一人ではなく皆で乗り越える。希望を育み合える社会の構築を
――世界の各地で研究に従事してこられた経験を通して、「希望」を持つことの大切さを訴えておられます。
 20年以上前に、エイズ対策を目的としてアフリカに滞在しました。現在のような治療薬はなく、私たちにできる唯一の対策は、予防でした。毎日、村から村へと回り、感染症予防の重要性を説くのですが、それがなかなかうまくいきません。
 そんなある時、一人の青年が言いました。「10年後に生きている保証はないじゃないか。エイズじゃなくても飢餓や暴力、戦争で死んでいる。今、予防をする意味を感じられない」と。
 対策がうまくいかなかったのは、感染症に対する現地の人々の理解が足りなかったわけでも、私たちの説明が悪かったわけでもなく、彼らが、10年後の自分の未来を想像できなかったからなのです。
 未来に希望を持てなければ、感染症に立ち向かうことはできないと、思い知らされました。

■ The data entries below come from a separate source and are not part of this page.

impl<'a> App<'a> {
    #[must_use]
    pub fn new(
        lexicon: &'a Lexicon,
        dictionary: Dictionary<'a, RemoteFallback>,
        settings: Settings,
        high_scores: HighScoreStore,
        sounds: Box<dyn SoundEffects>,
        language: Language,
    ) -> Self {
        let mut app = Self {
            lexicon,
            dictionary,
            settings,
            high_scores,
            language,
            game: Game::new(language),
            round: None,
            mode: AppMode::Playing,
            messages: Vec::new(),
            table: HighScoreTable::default(),
            last_saved: None,
            should_quit: false,
            sounds,
            last_tick_secs: None,
            rng: rand::rng(),
        };
        app.add_message(
            "Welcome to Countdown! Seven rounds, highest total wins.",
            MessageStyle::Info,
        );
        app.start_round();
        app
    }

    pub fn add_message(&mut self, text: &str, style: MessageStyle) {
        self.messages.push(Message {
            text: text.to_string(),
            style,
        });

        // Keep only last 6 messages
        if self.messages.len() > 6 {
            self.messages.remove(0);
        }
    }

    /// Phase of the current round, if one is running
    #[must_use]
    pub fn phase(&self) -> Option<Phase> {
        self.round.as_ref().map(ActiveRound::phase)
    }

    fn start_round(&mut self) {
        self.last_tick_secs = None;
        match self
            .game
            .start_round(&self.settings, self.lexicon, &mut self.rng)
        {
            Ok(round) => {
                let hint = match &round {
                    ActiveRound::Letters(_) => {
                        "Pick nine letters: 'v' for a vowel, 'c' for a consonant"
                    }
                    ActiveRound::Numbers(_) => "Pick six numbers: 'l' for large, 's' for small",
                    ActiveRound::Conundrum(_) => {
                        "Final round! Press Enter to reveal the conundrum"
                    }
                };
                self.add_message(hint, MessageStyle::Info);
                self.round = Some(round);
            }
            Err(e) => {
                self.round = None;
                self.add_message(&e.to_string(), MessageStyle::Error);
            }
        }
    }

    pub fn new_game(&mut self) {
        self.game = Game::new(self.language);
        self.mode = AppMode::Playing;
        self.last_saved = None;
        self.messages.clear();
        self.add_message("New game started!", MessageStyle::Info);
        self.start_round();
    }

    /// Score the finished round and set up the next one
    pub fn next_round(&mut self) {
        let Some(round) = self.round.take() else {
            return;
        };
        self.game.record(round.score());
        if self.game.is_over() {
            self.finish_game();
        } else {
            self.start_round();
        }
    }

    fn finish_game(&mut self) {
        self.sounds.play(SoundCue::GameOver);
        self.mode = AppMode::GameOver;
        let total = self.game.total_score();

        match self.high_scores.save(total, self.game.rounds_played()) {
            Ok(saved) => {
                self.last_saved = Some(saved);
                if saved.is_high_score {
                    self.add_message(
                        &format!("🏆 New high score! Rank #{}", saved.rank),
                        MessageStyle::Success,
                    );
                }
            }
            Err(e) => {
                tracing::warn!(error = %e, "could not save high score");
                self.add_message(&format!("Score not saved: {e}"), MessageStyle::Error);
            }
        }
        self.table = self.high_scores.load();
        self.add_message(
            &format!("Game over! Final score {total}. 'n' for a new game, 'q' to quit."),
            MessageStyle::Info,
        );
    }

    pub fn handle_key(&mut self, key: KeyEvent, now: Instant) {
        if key.code == KeyCode::Char('c') && key.modifiers.contains(KeyModifiers::CONTROL) {
            self.should_quit = true;
            return;
        }
        if key.code == KeyCode::Esc {
            self.should_quit = true;
            return;
        }

        if self.mode == AppMode::GameOver {
            match key.code {
                KeyCode::Char('n') => self.new_game(),
                KeyCode::Char('q') => self.should_quit = true,
                _ => {}
            }
            return;
        }

        match (self.phase(), key.code) {
            // 'q' is a letter while an answer is being typed
            (Some(Phase::Picking | Phase::Ready | Phase::Result) | None, KeyCode::Char('q')) => {
                self.should_quit = true;
            }
            (Some(Phase::Playing), KeyCode::Char(c)) => self.type_char(c),
            (Some(Phase::Playing), KeyCode::Backspace) => self.backspace(),
            (Some(Phase::Playing), KeyCode::Enter) => self.submit(),
            (Some(Phase::Picking), KeyCode::Char(c)) => self.pick(c, now),
            (Some(Phase::Ready), KeyCode::Enter) => self.start_conundrum(now),
            (Some(Phase::Result), KeyCode::Enter | KeyCode::Char('n')) => self.next_round(),
            _ => {}
        }
    }

    fn pick(&mut self, c: char, now: Instant) {
        let drawn = match (&mut self.round, c.to_ascii_lowercase()) {
            (Some(ActiveRound::Letters(round)), 'v') => {
                round.draw(TileKind::Vowel, &mut self.rng, now).map(|_| ())
            }
            (Some(ActiveRound::Letters(round)), 'c') => {
                round.draw(TileKind::Consonant, &mut self.rng, now).map(|_| ())
            }
            (Some(ActiveRound::Numbers(round)), 'l') => {
                round.draw_large(&mut self.rng, now).map(|_| ())
            }
            (Some(ActiveRound::Numbers(round)), 's') => {
                round.draw_small(&mut self.rng, now).map(|_| ())
            }
            _ => return,
        };

        match drawn {
            Ok(()) if self.phase() == Some(Phase::Playing) => {
                self.sounds.play(SoundCue::Reveal);
                self.add_message("Go! Type your answer and press Enter", MessageStyle::Info);
            }
            Ok(()) => self.sounds.play(SoundCue::Click),
            Err(e) => {
                self.sounds.play(SoundCue::Error);
                self.add_message(&e.to_string(), MessageStyle::Error);
            }
        }
    }

    fn start_conundrum(&mut self, now: Instant) {
        if let Some(ActiveRound::Conundrum(round)) = &mut self.round
            && round.start(now).is_ok()
        {
            self.sounds.play(SoundCue::Reveal);
            self.add_message("Unscramble the nine letters!", MessageStyle::Info);
        }
    }

    fn type_char(&mut self, c: char) {
        match &mut self.round {
            Some(ActiveRound::Letters(round)) => round.push_char(c),
            Some(ActiveRound::Numbers(round)) => round.push_char(c),
            Some(ActiveRound::Conundrum(round)) => round.push_char(c),
            None => {}
        }
    }

    fn backspace(&mut self) {
        match &mut self.round {
            Some(ActiveRound::Letters(round)) => round.pop_char(),
            Some(ActiveRound::Numbers(round)) => round.pop_char(),
            Some(ActiveRound::Conundrum(round)) => round.pop_char(),
            None => {}
        }
    }

    /// The text being typed in the current round
    #[must_use]
    pub fn input(&self) -> &str {
        match &self.round {
            Some(ActiveRound::Letters(round)) => round.input(),
            Some(ActiveRound::Numbers(round)) => round.input(),
            Some(ActiveRound::Conundrum(round)) => round.input(),
            None => "",
        }
    }

    fn submit(&mut self) {
        match &mut self.round {
            Some(ActiveRound::Letters(round)) => match round.submit() {
                Ok(Submission::Checking(word)) => {
                    self.add_message(&format!("Checking {word}..."), MessageStyle::Info);
                }
                Ok(Submission::Finished(_)) => self.announce_result(),
                Err(e) => self.add_message(&e.to_string(), MessageStyle::Error),
            },
            Some(ActiveRound::Numbers(round)) => match round.submit().map(|_| ()) {
                Ok(()) => self.announce_result(),
                Err(e) => self.add_message(&e.to_string(), MessageStyle::Error),
            },
            Some(ActiveRound::Conundrum(round)) => match round.guess() {
                Ok(GuessOutcome::Correct) => self.announce_result(),
                Ok(GuessOutcome::Incorrect) => {
                    self.sounds.play(SoundCue::Error);
                    self.add_message("Not quite, try again", MessageStyle::Error);
                }
                Ok(GuessOutcome::Empty) => {}
                Err(e) => self.add_message(&e.to_string(), MessageStyle::Error),
            },
            None => {}
        }
    }

    /// Whether a typed word is waiting on the dictionary
    #[must_use]
    pub fn needs_lookup(&self) -> bool {
        self.phase() == Some(Phase::Checking)
    }

    /// Run the pending dictionary lookup and score the word
    pub async fn resolve_lookup(&mut self) {
        let language = self.language;
        if let Some(ActiveRound::Letters(round)) = &mut self.round
            && round.phase() == Phase::Checking
        {
            if let Err(e) = round.check_word(&self.dictionary, language).await {
                tracing::warn!(error = %e, "lookup finished outside checking");
            }
            self.announce_result();
        }
    }

    /// Advance the clock: tick sounds, and auto-submit on expiry
    pub fn tick(&mut self, now: Instant) {
        let Some(round) = &mut self.round else {
            return;
        };

        if let Some(countdown) = round.countdown() {
            let secs = countdown.remaining_secs(now);
            if self.last_tick_secs != Some(secs) {
                self.last_tick_secs = Some(secs);
                if secs > 0 {
                    self.sounds.play(SoundCue::tick_for(secs));
                }
            }
        }

        let expired = match round {
            ActiveRound::Letters(round) => match round.tick(now) {
                Some(Submission::Finished(_)) => Some(true),
                Some(Submission::Checking(_)) => Some(false),
                None => None,
            },
            ActiveRound::Numbers(round) => round.tick(now).map(|_| true),
            ActiveRound::Conundrum(round) => round.tick(now).then_some(true),
        };

        if let Some(finished) = expired {
            self.sounds.play(SoundCue::TimeUp);
            self.add_message("⏰ Time's up!", MessageStyle::Error);
            if finished {
                self.announce_result();
            }
        }
    }

    fn announce_result(&mut self) {
        let (score, summary, hint) = match &self.round {
            Some(ActiveRound::Letters(round)) => (
                round.score(),
                round.outcome().map(ToString::to_string),
                find_longest_word(self.lexicon, round.rack().letters(), self.language)
                    .map(|word| format!("Longest possible: {word}")),
            ),
            Some(ActiveRound::Numbers(round)) => (
                round.score(),
                round.outcome().map(ToString::to_string),
                round
                    .target()
                    .map(|target| format!("One solution: {}", target.solution)),
            ),
            Some(ActiveRound::Conundrum(round)) => (
                round.score(),
                round.is_solved().then(|| "Correct! +10 points".to_string()),
                Some(format!("The answer was {}", round.puzzle().answer())),
            ),
            None => return,
        };

        if let Some(summary) = summary {
            if score > 0 {
                self.sounds.play(SoundCue::Success);
                self.add_message(&summary, MessageStyle::Success);
            } else {
                self.sounds.play(SoundCue::Error);
                self.add_message(&summary, MessageStyle::Error);
            }
        }
        if let Some(hint) = hint {
            self.add_message(&hint, MessageStyle::Info);
        }
        self.add_message("Press Enter for the next round", MessageStyle::Info);
    }
}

 希望を抱くことが、医学的また心理的にどう影響するかは、私の専門外ですが、個人としては、人の行動にポジティブな効果をもたらすと思っています。人間は未来が見えない中で走り続けていくことが、一番苦しいからです。
 その意味で、「パンデミックは必ず終わる」という認識は、一つの希望になると考えます。長期化するコロナ禍に対して心が折れないためにも、希望を持てる社会を築くことが必要ではないでしょうか。
 宗教は本来、絶望や悲しみを和らげるためのものであったと理解しています。そうした希望を阻むような要因を取り除くことで、ある意味では、希望の源泉になってきました。
 そして希望を育むために必要な励ましや支えを、常日頃から送り合っているのが、宗教コミュニティーであるといえます。
 今の近代的な社会では、コミュニティーの力が弱まってきている側面があります。
 だからこそ、一人では難しいことも、皆で協力して乗り越えるといった社会を構築することが、ますます大切であると思います。

<山本太郎教授のプロフィル>やまもと・たろう
医師、博士(医学、国際保健学)。1964年生まれ。長崎大学医学部卒業。京都大学大学院医学研究科助教授、外務省国際協力局勤務などを経て、長崎大学熱帯医学研究所教授。専門は国際保健学、熱帯感染症学、感染症対策。アフリカ、ハイチなどで感染症対策に従事。著書に『感染症と文明』(岩波新書)、『疫病と人類』(朝日新書)など。